Once again (where to find packet parse function for wsarecv call)

[Esoserv2]

I have to ask again, are there any good reversers, who can help me to find the packet parse function within eso? WSARecv is called, the data is put somewhere in memory and then this first task is done. Some other "thread" works with the read data, but i can't find it's origin.

All my attempts failed. Exe is crashing when hooking to wsarecv or attaching debugger with hw or sw breakpoint at that call. Tried olly 1,2 and ida. Also procmon doesn't show any wsarecv calls in stack. Are there other ways to find that parsing function?
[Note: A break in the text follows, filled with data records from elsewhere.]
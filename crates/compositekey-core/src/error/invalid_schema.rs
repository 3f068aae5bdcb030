use super::Error;

/// Error when a schema definition is invalid.
///
/// This occurs when:
/// - A composite column lists fewer than two physical columns
/// - A relation or parent link points at a model that does not exist
/// - A relation's column count differs from the column count of its target
/// - A model's primary key index is out of range
///
/// These errors are caught when the schema is constructed.
#[derive(Debug)]
pub(super) struct InvalidSchema {
    message: Box<str>,
}

impl std::error::Error for InvalidSchema {}

impl core::fmt::Display for InvalidSchema {
    fn fmt(&self, f: &mut core::fmt::Formatter) -> core::fmt::Result {
        write!(f, "invalid schema: {}", self.message)
    }
}

impl Error {
    /// Creates an invalid schema error.
    pub fn invalid_schema(message: impl Into<String>) -> Error {
        Error::from(super::ErrorKind::InvalidSchema(InvalidSchema {
            message: message.into().into(),
        }))
    }

    /// Returns `true` if this error is an invalid schema error.
    pub fn is_invalid_schema(&self) -> bool {
        matches!(self.kind(), super::ErrorKind::InvalidSchema(_))
    }
}
use super::{InRhs, StatementCompiler};
use crate::serializer::{select, Comma, Context, Formatter, ToSql};

use compositekey_core::{stmt::Value, Error, Result};

/// One parenthesized row of a multi-column IN list.
struct Row<'a>(&'a [Value]);

impl ToSql for Row<'_> {
    fn to_sql(self, f: &mut Formatter<'_>) {
        fmt!(f, "(" Comma(self.0) ")");
    }
}

pub(super) fn in_clause<C: StatementCompiler + ?Sized>(
    compiler: &C,
    cx: &Context<'_>,
    lhs: &[String],
    rhs: InRhs<'_>,
    f: &mut Formatter<'_>,
) -> Result<()> {
    let arity = lhs.len();
    let lhs = match lhs {
        [column] => column.clone(),
        columns => format!("({})", columns.join(", ")),
    };

    match rhs {
        // Matches nothing, and negates to matching everything.
        InRhs::Values([]) => fmt!(f, "0 = 1"),
        InRhs::Values(values) if arity == 1 => {
            if let Some(key) = values.iter().find_map(Value::as_composite) {
                return Err(Error::arity(1, key.len()));
            }

            fmt!(f, lhs " IN (" Comma(values) ")");
        }
        InRhs::Values(values) => {
            let rows = values
                .iter()
                .map(|value| match value.as_composite() {
                    Some(key) if key.len() == arity => Ok(Row(key.values())),
                    Some(key) => Err(Error::arity(arity, key.len())),
                    None => Err(Error::arity(arity, 1)),
                })
                .collect::<Result<Vec<_>>>()?;

            fmt!(f, lhs " IN (" Comma(rows) ")");
        }
        InRhs::Query(query) => {
            let parts = select::prepare(compiler, cx, query)?;
            if parts.columns.len() != arity {
                return Err(Error::arity(arity, parts.columns.len()));
            }

            fmt!(f, lhs " IN (");
            select::write(compiler, cx, query, parts, f)?;
            fmt!(f, ")");
        }
    }

    Ok(())
}
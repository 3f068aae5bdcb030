use super::{ColumnRef, Schema};
use crate::{Error, Result};

pub(super) fn verify(schema: &Schema) -> Result<()> {
    for model in &schema.models {
        for field in &model.fields {
            if let ColumnRef::Composite(columns) = &field.column {
                if columns.len() < 2 {
                    return Err(Error::invalid_schema(format!(
                        "composite field `{}.{}` must span at least two columns",
                        model.name, field.name
                    )));
                }
            }

            if field.relation.is_some() {
                let target = schema.relation_target(field)?;
                if target.column.arity() != field.column.arity() {
                    return Err(Error::invalid_schema(format!(
                        "relation `{}.{}` has {} columns but its target has {}",
                        model.name,
                        field.name,
                        field.column.arity(),
                        target.column.arity()
                    )));
                }
            }
        }

        if let Some(parent) = &model.parent {
            let Some(link) = model.field_by_name(&parent.field) else {
                return Err(Error::invalid_schema(format!(
                    "parent link `{}.{}` is not declared",
                    model.name, parent.field
                )));
            };

            let points_at_parent = link
                .relation
                .as_ref()
                .is_some_and(|relation| relation.target == parent.model);

            if !points_at_parent {
                return Err(Error::invalid_schema(format!(
                    "parent link `{}.{}` must be a relation to `{}`",
                    model.name, parent.field, parent.model_name
                )));
            }
        }
    }

    Ok(())
}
Packet's structure is length plus some opcode plus data.

Thx for helping me or giving me some hints on doing.

[races]

Just use ida python script shared by blar0 few weeks ago.
Or every opcodes has his own vtable :
* destructor
* Serializer function
* *DE*Serializer function
* Dummy
* Getter (return the num of the opcode).
For example the getter of the opcode 0x105 should be :
mov eax, 105h
retn
just grep B8 05 01 00 00 C3 in IDA (unpacked version), look at the xref you should find the vtable and the serializer and deserializer when they exist.

[Esoserv2]

Thx so far! Through your description i've found the places, where the data, which will be send from client is being processed (e.g. 0x2B10, 0x2B0A). When attaching olly, and setting a bp, it works.

But... When putting bp on the received opcodes from server (0x2B08, 0x2B12, 0x0115, ...) they are never called. Any idea why? Or are the receiving opcode otherwise parsed? Have ya got addresses where these one are handled?

Greetings...

[Esoserv2]

But... When putting bp on the received opcodes from server (0x2B08, 0x2B12, 0x0115, ...) they are never called. Any idea why? Or are the receiving opcode otherwise parsed? Have ya got addresses where these one are handled?

I've to answer myself. When i haven't take the wrong turn, then these opcodes are now loaded from ressource(dat) files. That's my final thought for not to find them in static unpacked exe. This makes it in fact harder to get the right functions.